Йозеф. Что "не"?! Неужели ты не чувствуешь во всем этом невыносимой упадочности?!
Томас. Не вцепляясь в него; вот как ты, видя учебник по своей специальности, не можешь не перелистать его, хотя уверен, что и так знаешь все, что в нем написано. Не забывай, как часто наши поступки столь же порочны - правда, в сфере добрых намерений.
Йозеф. Ах, как же ты любишь блеснуть никчемным остроумием. Ее бы следовало научить непритязательности и уважению прочных основ бытия.
Томас. Йозеф, то-то и оно: нет у нее этого уважения. Для тебя существуют правила, законы, чувства, которые должно уважать, люди, с которыми должно считаться. А у нее все как сквозь сито проходит, ничего не остается, сколько она ни удивляется. Среди благоустроенности и порядка, против которых ей нечего возразить, что-то в ней самой этому порядку не подчиняется. Зародыш иного порядка, какого она никогда не создаст. Кусочек еще не остывшего огненного ядра творения.
Йозеф. Да ты никак намерен выставить ее этакой исключительной персоной? (Встает. Иронически, решительно, сделанной торжественностью.) Благодарю, ты открыл мне глаза. А знаешь, ты ведь опять выгораживал и того, с кем уходит твоя жена!

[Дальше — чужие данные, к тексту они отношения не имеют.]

use std::{io, marker};
use compact_integer::CompactInteger;

pub fn deserialize<R, T>(buffer: R) -> Result<T, Error> where R: io::Read, T: Deserializable {
	let mut reader = Reader::from_read(buffer);
	let result = reader.read()?;

	if reader.is_finished() {
		Ok(result)
	} else {
		Err(Error::UnreadData)
	}
}

pub fn deserialize_iterator<R, T>(buffer: R) -> ReadIterator<R, T> where R: io::Read, T: Deserializable {
	ReadIterator {
		reader: Reader::from_read(buffer),
		iter_type: marker::PhantomData,
	}
}

#[derive(Debug, PartialEq)]
pub enum Error {
	MalformedData,
	UnexpectedEnd,
	UnreadData,
}

impl From<io::Error> for Error {
	fn from(_: io::Error) -> Self {
		Error::UnexpectedEnd
	}
}

pub trait Deserializable {
	fn deserialize<T>(reader: &mut Reader<T>) -> Result<Self, Error> where Self: Sized, T: io::Read;
}

/// Structures reader.
#[derive(Debug)]
pub struct Reader<T> {
	buffer: T,
	peeked: Option<u8>,
}

impl<'a> Reader<&'a [u8]> {
	/// Convenient way of creating for slice of bytes
	pub fn new(buffer: &'a [u8]) -> Self {
		Reader {
			buffer: buffer,
			peeked: None,
		}
	}
}

impl<T> io::Read for Reader<T> where T: io::Read {
	fn read(&mut self, buf: &mut [u8]) -> Result<usize, io::Error> {
		// most of the times, there will be nothing in peeked,
		// so to make it as efficient as possible, check it
		// only once
		match self.peeked.take() {
			None => io::Read::read(&mut self.buffer, buf),
			Some(peeked) if buf.is_empty() => {
				self.peeked = Some(peeked);
				Ok(0)
			},
			Some(peeked) => {
				buf[0] = peeked;
				io::Read::read(&mut self.buffer, &mut buf[1..]).map(|x| x + 1)
			},
		}
	}
}

impl<R> Reader<R> where R: io::Read {
	pub fn from_read(read: R) -> Self {
		Reader {
			buffer: read,
			peeked: None,
		}
	}

	pub fn read<T>(&mut self) -> Result<T, Error> where T: Deserializable {
		T::deserialize(self)
	}

	pub fn read_slice(&mut self, bytes: &mut [u8]) -> Result<(), Error> {
		io::Read::read_exact(self, bytes).map_err(|_| Error::UnexpectedEnd)
	}

	pub fn read_list<T>(&mut self) -> Result<Vec<T>, Error> where T: Deserializable {
		let len: usize = self.read::<CompactInteger>()?.into();
		let mut result = Vec::with_capacity(len);

		for _ in 0..len {
			result.push(self.read()?);
		}

		Ok(result)
	}

	pub fn read_list_max<T>(&mut self, max: usize) -> Result<Vec<T>, Error> where T: Deserializable {
		let len: usize = self.read::<CompactInteger>()?.into();
		if len > max {
			return Err(Error::MalformedData);
		}

		let mut result = Vec::with_capacity(len);

		for _ in 0..len {
			result.push(self.read()?);
		}

		Ok(result)
	}

	#[cfg_attr(feature="cargo-clippy", allow(wrong_self_convention))]
	pub fn is_finished(&mut self) -> bool {
		if self.peeked.is_some() {
			return false;
		}

		let peek: &mut [u8] = &mut [0u8];
		match self.read_slice(peek) {
			Ok(_) => {
				self.peeked = Some(peek[0]);
				false
			},
			Err(_) => true,
		}
	}
}

/// Should be used to iterate over structures of the same type
pub struct ReadIterator<R, T> {
	reader: Reader<R>,
	iter_type: marker::PhantomData<T>,
}

impl<R, T> Iterator for ReadIterator<R, T> where R: io::Read, T: Deserializable {
	type Item = Result<T, Error>;

	fn next(&mut self) -> Option<Self::Item> {
		if self.reader.is_finished() {
			None
		} else {
			Some(self.reader.read())
		}
	}
}
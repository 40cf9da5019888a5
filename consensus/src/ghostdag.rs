//! GHOSTDAG: partitions a new block's merge set into blues and reds and
//! accumulates its blue totals.

use std::collections::{HashMap, HashSet};
use hash::H256;
use primitives::compact::Compact;
use storage::{Error, GhostdagData};
use db::dag_db::{get_block, get_ghostdag_data};
use db::kv::KeyValueDatabase;
use verification::block_work;
use reachability::ReachabilityIndex;

/// Computes the GHOSTDAG record of a block with the given parents and
/// proof-of-work bits. All parents must already carry records of their
/// own.
pub fn ghostdag<T>(
	parents: &[H256],
	bits: Compact,
	db: &T,
	reachability: &ReachabilityIndex,
	k: u64,
) -> Result<GhostdagData, Error> where T: KeyValueDatabase {
	debug_assert!(!parents.is_empty());

	let selected_parent = select_parent(parents, db)?;
	let selected_parent_data = get_ghostdag_data(db, &selected_parent)
		.ok_or(Error::MissingRecord("ghostdag", selected_parent))?;

	let mergeset = ordered_mergeset_without_selected_parent(&selected_parent, parents, db, reachability)?;

	// the selected parent is blue by definition and opens the merge set
	let mut mergeset_blues = vec![selected_parent];
	let mut mergeset_reds = vec![];
	let mut blues_anticone_sizes = HashMap::new();
	blues_anticone_sizes.insert(selected_parent, 0u64);

	for candidate in mergeset {
		let anticone: Vec<H256> = mergeset_blues.iter()
			.filter(|blue| !reachable_either_way(reachability, blue, &candidate))
			.cloned()
			.collect();

		let fits_cluster = anticone.len() as u64 <= k &&
			anticone.iter().all(|blue| blues_anticone_sizes[blue] < k);

		if fits_cluster {
			for blue in &anticone {
				*blues_anticone_sizes.get_mut(blue).expect("anticone members are blues") += 1;
			}
			blues_anticone_sizes.insert(candidate, anticone.len() as u64);
			mergeset_blues.push(candidate);
		} else {
			mergeset_reds.push(candidate);
		}
	}

	let blue_score = selected_parent_data.blue_score + mergeset_blues.len() as u64;

	// own work plus the work of every newly merged blue
	let mut blue_work = selected_parent_data.blue_work + block_work(bits);
	for blue in mergeset_blues.iter().skip(1) {
		let header = get_block(db, blue)
			.ok_or(Error::MissingRecord("block", *blue))?
			.header;
		blue_work = blue_work + block_work(header.raw.bits);
	}

	Ok(GhostdagData {
		selected_parent: Some(selected_parent),
		mergeset_blues: mergeset_blues,
		mergeset_reds: mergeset_reds,
		blues_anticone_sizes: blues_anticone_sizes,
		blue_score: blue_score,
		blue_work: blue_work,
	})
}

/// The parent with the highest blue work; ties break towards the higher
/// hash so selection is deterministic across nodes.
fn select_parent<T>(parents: &[H256], db: &T) -> Result<H256, Error> where T: KeyValueDatabase {
	let mut best: Option<(H256, GhostdagData)> = None;

	for parent in parents {
		let data = get_ghostdag_data(db, parent)
			.ok_or(Error::MissingRecord("ghostdag", *parent))?;

		best = match best {
			None => Some((*parent, data)),
			Some((best_hash, best_data)) => {
				if (data.blue_work, *parent) > (best_data.blue_work, best_hash) {
					Some((*parent, data))
				} else {
					Some((best_hash, best_data))
				}
			},
		};
	}

	Ok(best.expect("parents is non-empty").0)
}

/// Collects `past(block) \ past(selected_parent)`, excluding the
/// selected parent itself, ordered ascending by `(blue_work, hash)`.
fn ordered_mergeset_without_selected_parent<T>(
	selected_parent: &H256,
	parents: &[H256],
	db: &T,
	reachability: &ReachabilityIndex,
) -> Result<Vec<H256>, Error> where T: KeyValueDatabase {
	let mut queue: Vec<H256> = parents.iter().filter(|p| *p != selected_parent).cloned().collect();
	let mut visited: HashSet<H256> = queue.iter().cloned().collect();
	let mut mergeset = vec![];

	while let Some(current) = queue.pop() {
		// anything in the selected parent's past is already accounted for
		use verification::DagTopology;
		if reachability.is_dag_ancestor_of(&current, selected_parent) {
			continue;
		}

		mergeset.push(current);

		let header = get_block(db, &current)
			.ok_or(Error::MissingRecord("block", current))?
			.header;
		for parent in &header.raw.parent_hashes {
			if visited.insert(*parent) {
				queue.push(*parent);
			}
		}
	}

	let mut keyed = Vec::with_capacity(mergeset.len());
	for hash in mergeset {
		let data = get_ghostdag_data(db, &hash)
			.ok_or(Error::MissingRecord("ghostdag", hash))?;
		keyed.push((data.blue_work, hash));
	}
	keyed.sort();

	Ok(keyed.into_iter().map(|(_, hash)| hash).collect())
}

fn reachable_either_way(reachability: &ReachabilityIndex, a: &H256, b: &H256) -> bool {
	use verification::DagTopology;
	reachability.is_dag_ancestor_of(a, b) || reachability.is_dag_ancestor_of(b, a)
}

Томас. Да. Знаю. Но я этого и хотел. Ты требуешь идолов, а с другой стороны, не желаешь, чтобы их доводили до крайности. Позволяешь вдовцам жениться вновь, но объявляешь любовь бесконечной, дабы воссоединение в браке состоялось лишь после смерти. Ты веришь в борьбу за существование, но умеряешь ее заповедью: возлюби ближнего своего .Ты веришь в любовь к ближнему, но умеряешь ее борьбой за существование. Придаешь законам обязательную силу, но задним числом идешь на уступки. Ты за собственность и благотворительность. Объявляешь, что надлежит умирать во имя высших ценностей, так как изначально допускаешь, что никто ни часу ради них не живет...
Йозеф (перебивает). Словом, ты утверждаешь, что у меня непомерные запросы, что в конечном итоге я слишком строг и придирчив. Или наоборот: что по натуре я самый обычный соглашатель?
Томас. Я утверждаю только то, чего никто не оспаривает: что ты человек дельный и скрупулезный, которому во всем необходима солидная основа! Ничего другого я утверждать не собираюсь. Ты ходишь по балкам каркаса, а ведь иных людей так и тянет заглянуть в дыры между ними.
Йозеф. Спасибо. Вот теперь я вижу, кто ты есть. Среди больных - слегка прихворнувший.
Томас. По-моему, нужно отвоевывать у таких, как ты, право временами болеть и видеть мир из горизонтального положения.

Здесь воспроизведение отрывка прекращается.